* _Your assignment_:
Copy out each line of the entries below in which the string "AdminRole" appears.

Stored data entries
-=-=-

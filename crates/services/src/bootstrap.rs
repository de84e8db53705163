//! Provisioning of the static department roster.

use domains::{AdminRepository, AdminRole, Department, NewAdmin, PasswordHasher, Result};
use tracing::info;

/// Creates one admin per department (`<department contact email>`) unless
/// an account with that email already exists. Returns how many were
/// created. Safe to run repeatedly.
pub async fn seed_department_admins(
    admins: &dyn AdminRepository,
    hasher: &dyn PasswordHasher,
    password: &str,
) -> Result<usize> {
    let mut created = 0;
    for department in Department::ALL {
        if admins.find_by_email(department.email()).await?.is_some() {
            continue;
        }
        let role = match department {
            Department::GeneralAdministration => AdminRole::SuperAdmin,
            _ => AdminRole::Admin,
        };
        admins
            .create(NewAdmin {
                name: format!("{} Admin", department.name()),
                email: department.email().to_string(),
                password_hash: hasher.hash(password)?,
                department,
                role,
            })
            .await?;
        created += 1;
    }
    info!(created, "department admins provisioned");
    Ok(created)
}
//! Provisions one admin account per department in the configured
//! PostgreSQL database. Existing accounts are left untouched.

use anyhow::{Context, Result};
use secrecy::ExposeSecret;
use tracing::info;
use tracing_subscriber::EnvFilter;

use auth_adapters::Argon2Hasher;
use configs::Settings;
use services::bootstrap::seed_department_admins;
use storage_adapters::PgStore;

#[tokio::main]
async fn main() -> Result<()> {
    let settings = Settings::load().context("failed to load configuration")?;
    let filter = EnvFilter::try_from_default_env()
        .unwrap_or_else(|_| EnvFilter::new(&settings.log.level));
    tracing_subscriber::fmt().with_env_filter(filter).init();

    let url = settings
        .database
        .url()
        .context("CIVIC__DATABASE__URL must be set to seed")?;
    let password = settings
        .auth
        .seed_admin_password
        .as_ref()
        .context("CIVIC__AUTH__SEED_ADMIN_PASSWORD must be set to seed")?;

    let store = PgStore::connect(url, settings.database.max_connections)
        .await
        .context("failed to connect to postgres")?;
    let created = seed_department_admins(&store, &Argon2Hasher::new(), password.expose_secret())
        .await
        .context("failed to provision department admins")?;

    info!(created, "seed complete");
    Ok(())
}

-=-=-

* _Task answer_:
use domains::{AdminRepository, AdminRole, Department, NewAdmin, PasswordHasher, Result};
            Department::GeneralAdministration => AdminRole::SuperAdmin,
            _ => AdminRole::Admin,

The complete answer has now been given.